With data going forward? or past data? Because I don't agree with using my past data... (kinda of rhetorical as I long deleted my accounts, though I'm sure the data is still there)
Technically, not deleting your data would be a GDPR violation of the right to be forgotten. They could be ignoring that but it would be very expensive if they were found out. Probably doesn't apply to models that have already been trained, but should apply effectively going forward.
Meh, the ToS is unenforceable and VPNs with residential IPs are not that expensive. Sure it's little harder to scrape than HN for example, but everyone trains on twitter data (along with everything else on the internet)
Oh, it's very enforceable. People have literally been imprisoned for years for using alternate tools, like wget, to access a website. The not being enforced most of the time so that everyone breaks / has broken the CFAA laws covering TOS is a feature of the system. Like other such laws it only gets enforced when you rock the boat and someone rich/powerful enough buys a district attorney to indict you.
I asked because I did google it and I found nothing.
Aaron Swartz was not "imprisoned for years".
Weev "exposed a flaw in AT&T security in June 2010, which allowed the e-mail addresses of iPad users to be revealed.[39] The flaw was part of a publicly-accessible URL, which allowed the group to collect the e-mails without having to break into AT&T's system.[40] Contrary to what it first claimed,[41] the group revealed the security flaw to Gawker Media before AT&T had been notified,[40] and also exposed the data of 114,000 iPad users, including those of celebrities, the government and the military"
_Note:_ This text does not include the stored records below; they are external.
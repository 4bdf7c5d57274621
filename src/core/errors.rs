//! # Application Error Handling System
//!
//! 플랫폼 API 전역에서 사용하는 통합 에러 타입입니다.
//! 모든 핸들러는 `Result<HttpResponse, AppError>`를 반환하며,
//! `actix_web::ResponseError` 구현을 통해 `{ "error": "..." }` 형식의
//! JSON 응답과 적절한 HTTP 상태 코드로 자동 변환됩니다.
//!
//! ## HTTP 응답 매핑
//!
//! | AppError | HTTP Status | 사용 시나리오 |
//! |----------|-------------|---------------|
//! | `ValidationError` | 400 Bad Request | 입력값 검증 실패, 위시리스트 한도 초과, 중복 지원 |
//! | `AuthenticationError` | 401 Unauthorized | Clerk 토큰 없음/만료/서명 오류 |
//! | `AuthorizationError` | 403 Forbidden | 소유자가 아닌 사용자의 수정, 관리자 전용 API |
//! | `NotFound` | 404 Not Found | 강좌, 게시물, 채용공고 등 리소스 없음 |
//! | `ConflictError` | 409 Conflict | 중복 수강신청, 중복 리뷰, 중복 팔로우 |
//! | `DatabaseError` | 500 Internal Server Error | MongoDB 오류 |
//! | `RedisError` | 500 Internal Server Error | 캐시 오류 |
//! | `ExternalServiceError` | 500 Internal Server Error | Bunny.net 호출 실패 |
//! | `InternalError` | 500 Internal Server Error | 예상치 못한 오류 |
//!
//! ## 사용 패턴
//!
//! ```rust,ignore
//! use crate::core::errors::AppError;
//!
//! async fn get_course(id: &str) -> Result<Course, AppError> {
//!     course_repo.find_by_id(id).await?
//!         .ok_or_else(|| AppError::NotFound("강좌를 찾을 수 없습니다".to_string()))
//! }
//! ```

use thiserror::Error;

/// 애플리케이션 전역 에러 타입
///
/// `thiserror`로 `Error` trait을 구현하고, `actix_web::ResponseError`를 구현하여
/// HTTP 응답으로 자동 변환됩니다. 재시도나 부분 실패 처리는 하지 않으며,
/// 외부 서비스 실패는 그대로 500으로 전달됩니다.
#[derive(Error, Debug)]
pub enum AppError {
    /// MongoDB 연산 실패 (500)
    #[error("Database error: {0}")]
    DatabaseError(String),

    /// Redis 캐시 연산 실패 (500)
    ///
    /// 캐시 조회/저장 실패는 대부분 로그만 남기고 무시되므로
    /// 실제로 클라이언트까지 전달되는 경우는 드뭅니다.
    #[error("Redis error: {0}")]
    RedisError(String),

    /// 입력값 검증 실패 (400)
    ///
    /// # 발생 시나리오
    /// - 필수 필드 누락 (예: 제목 없는 강좌 생성)
    /// - 잘못된 ObjectId 형식
    /// - 위시리스트 25개 한도 초과
    /// - 동일 채용공고 중복 지원
    /// - 퀴즈 문항 형식 오류
    #[error("Validation error: {0}")]
    ValidationError(String),

    /// 리소스 없음 (404)
    #[error("Not found: {0}")]
    NotFound(String),

    /// 충돌/중복 (409)
    #[error("Conflict error: {0}")]
    ConflictError(String),

    /// 인증 실패 (401)
    ///
    /// Clerk 세션 토큰이 없거나 만료되었거나 서명이 올바르지 않은 경우입니다.
    #[error("Authentication error: {0}")]
    AuthenticationError(String),

    /// 권한 부족 (403)
    ///
    /// # 예제
    /// ```rust,ignore
    /// if course.instructor_id != user.id && !auth.is_admin() {
    ///     return Err(AppError::AuthorizationError(
    ///         "강좌를 수정할 권한이 없습니다".to_string()
    ///     ));
    /// }
    /// ```
    #[error("Authorization error: {0}")]
    AuthorizationError(String),

    /// 외부 서비스 호출 실패 (500)
    ///
    /// Bunny.net Storage/Stream API 호출이 실패하거나 2xx가 아닌 응답을
    /// 돌려준 경우입니다.
    #[error("External service error: {0}")]
    ExternalServiceError(String),

    /// 내부 서버 에러 (500)
    #[error("Internal server error: {0}")]
    InternalError(String),
}

impl AppError {
    /// 에러에 대응하는 HTTP 상태 코드
    pub fn status_code(&self) -> actix_web::http::StatusCode {
        use actix_web::http::StatusCode;

        match self {
            AppError::ValidationError(_) => StatusCode::BAD_REQUEST,
            AppError::NotFound(_) => StatusCode::NOT_FOUND,
            AppError::ConflictError(_) => StatusCode::CONFLICT,
            AppError::AuthenticationError(_) => StatusCode::UNAUTHORIZED,
            AppError::AuthorizationError(_) => StatusCode::FORBIDDEN,
            _ => StatusCode::INTERNAL_SERVER_ERROR,
        }
    }
}

impl actix_web::ResponseError for AppError {
    fn status_code(&self) -> actix_web::http::StatusCode {
        AppError::status_code(self)
    }

    /// 모든 에러 응답은 `{ "error": "..." }` 형식을 따릅니다.
    ///
    /// 5xx 에러는 서버 로그에 원인을 남깁니다.
    fn error_response(&self) -> actix_web::HttpResponse {
        let status = AppError::status_code(self);

        if status.is_server_error() {
            log::error!("❌ {}", self);
        }

        actix_web::HttpResponse::build(status)
            .json(serde_json::json!({
                "error": self.to_string()
            }))
    }
}

/// 편의성을 위한 Result 타입 별칭
pub type AppResult<T> = Result<T, AppError>;

/// 외부 라이브러리 에러를 AppError로 변환하는 확장 trait
///
/// ```rust,ignore
/// let json = serde_json::to_vec(&payload).context("페이로드 직렬화 실패")?;
/// ```
pub trait ErrorContext<T> {
    /// 컨텍스트 정보와 함께 에러를 변환합니다.
    fn context(self, msg: &str) -> AppResult<T>;

    /// 클로저를 사용하여 지연 평가된 컨텍스트를 제공합니다.
    fn with_context<F>(self, f: F) -> AppResult<T>
    where
        F: FnOnce() -> String;
}

impl<T, E> ErrorContext<T> for Result<T, E>
where
    E: std::fmt::Display,
{
    fn context(self, msg: &str) -> AppResult<T> {
        self.map_err(|e| AppError::InternalError(format!("{}: {}", msg, e)))
    }

    fn with_context<F>(self, f: F) -> AppResult<T>
    where
        F: FnOnce() -> String,
    {
        self.map_err(|e| AppError::InternalError(format!("{}: {}", f(), e)))
    }
}

/// MongoDB 에러를 `DatabaseError`로 변환합니다.
///
/// 리포지토리 계층에서 `.map_err(db_error)` 형태로 사용합니다.
pub fn db_error(e: mongodb::error::Error) -> AppError {
    AppError::DatabaseError(e.to_string())
}

/// MongoDB 유니크 인덱스 위반 코드
pub const DUPLICATE_KEY_CODE: i32 = 11000;

/// 유니크 인덱스 위반(E11000)인지 확인합니다.
pub fn is_duplicate_key(e: &mongodb::error::Error) -> bool {
    use mongodb::error::{ErrorKind, WriteFailure};

    match e.kind.as_ref() {
        ErrorKind::Write(WriteFailure::WriteError(write_error)) => write_error.code == DUPLICATE_KEY_CODE,
        ErrorKind::Command(command_error) => command_error.code == DUPLICATE_KEY_CODE,
        _ => false,
    }
}

/// insert 실패를 변환합니다. 유니크 인덱스 위반은 `on_duplicate`, 나머지는 `DatabaseError`.
///
/// ```rust,ignore
/// collection.insert_one(&doc).await
///     .map_err(|e| insert_error(e, || AppError::ConflictError("중복".into())))?;
/// ```
pub fn insert_error(e: mongodb::error::Error, on_duplicate: impl FnOnce() -> AppError) -> AppError {
    if is_duplicate_key(&e) {
        on_duplicate()
    } else {
        db_error(e)
    }
}

/// `validator` 검증 결과를 `ValidationError`로 변환합니다.
pub fn validation_error(e: validator::ValidationErrors) -> AppError {
    AppError::ValidationError(e.to_string())
}

#[cfg(test)]
mod tests {
    use super::*;
    use actix_web::ResponseError;
    use actix_web::http::StatusCode;

    fn duplicate_key_error() -> mongodb::error::Error {
        use mongodb::error::{ErrorKind, WriteError, WriteFailure};

        let write_error: WriteError = mongodb::bson::from_document(mongodb::bson::doc! {
            "code": DUPLICATE_KEY_CODE,
            "codeName": "DuplicateKey",
            "errmsg": "E11000 duplicate key error collection: learnhub.applications",
        }).unwrap();

        mongodb::error::Error::from(ErrorKind::Write(WriteFailure::WriteError(write_error)))
    }

    #[test]
    fn test_duplicate_key_maps_to_caller_error() {
        let err = insert_error(duplicate_key_error(), || AppError::ValidationError("이미 지원한 공고입니다".to_string()));

        assert!(matches!(err, AppError::ValidationError(_)));
        assert_eq!(err.error_response().status(), StatusCode::BAD_REQUEST);
    }

    #[test]
    fn test_other_insert_failures_stay_database_errors() {
        let other = mongodb::error::Error::custom("connection reset");

        assert!(!is_duplicate_key(&other));
        assert!(matches!(
            insert_error(other, || AppError::ConflictError("중복".to_string())),
            AppError::DatabaseError(_)
        ));
    }

    #[test]
    fn test_validation_error_response() {
        let error = AppError::ValidationError("제목은 필수입니다".to_string());
        let response = error.error_response();

        assert_eq!(response.status(), StatusCode::BAD_REQUEST);
    }

    #[test]
    fn test_not_found_error_response() {
        let error = AppError::NotFound("강좌를 찾을 수 없습니다".to_string());
        assert_eq!(error.error_response().status(), StatusCode::NOT_FOUND);
    }

    #[test]
    fn test_conflict_error_response() {
        let error = AppError::ConflictError("이미 수강 중인 강좌입니다".to_string());
        assert_eq!(error.error_response().status(), StatusCode::CONFLICT);
    }

    #[test]
    fn test_auth_error_responses() {
        let unauthenticated = AppError::AuthenticationError("토큰 없음".to_string());
        let forbidden = AppError::AuthorizationError("권한 없음".to_string());

        assert_eq!(unauthenticated.error_response().status(), StatusCode::UNAUTHORIZED);
        assert_eq!(forbidden.error_response().status(), StatusCode::FORBIDDEN);
    }

    #[test]
    fn test_server_side_errors_map_to_500() {
        let errors = [
            AppError::DatabaseError("connection reset".to_string()),
            AppError::RedisError("timeout".to_string()),
            AppError::ExternalServiceError("bunny returned 502".to_string()),
            AppError::InternalError("unexpected".to_string()),
        ];

        for error in errors {
            assert_eq!(error.error_response().status(), StatusCode::INTERNAL_SERVER_ERROR);
        }
    }

    #[test]
    fn test_error_context_trait() {
        let result: Result<(), &str> = Err("original error");
        let app_result = result.context("Additional context");

        match app_result {
            Err(AppError::InternalError(msg)) => {
                assert!(msg.contains("Additional context"));
                assert!(msg.contains("original error"));
            }
            _ => panic!("Expected InternalError"),
        }
    }

    #[test]
    fn test_error_message_format() {
        let error = AppError::ValidationError("위시리스트는 최대 25개까지 담을 수 있습니다".to_string());
        assert_eq!(
            error.to_string(),
            "Validation error: 위시리스트는 최대 25개까지 담을 수 있습니다"
        );
    }
}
That's a pretty silly security breach, but it's still a real security breach. Not comparable to scraping twitter
Having to go to court in itself and spend literally months or years with the possibility of being sentenced to most of the rest of your life in prison is itself a very severe punishment.
I think they're talking about the intention of the user in posting the data. People that post on Twitter and HN understand that the visibility is public, unlike Gmail.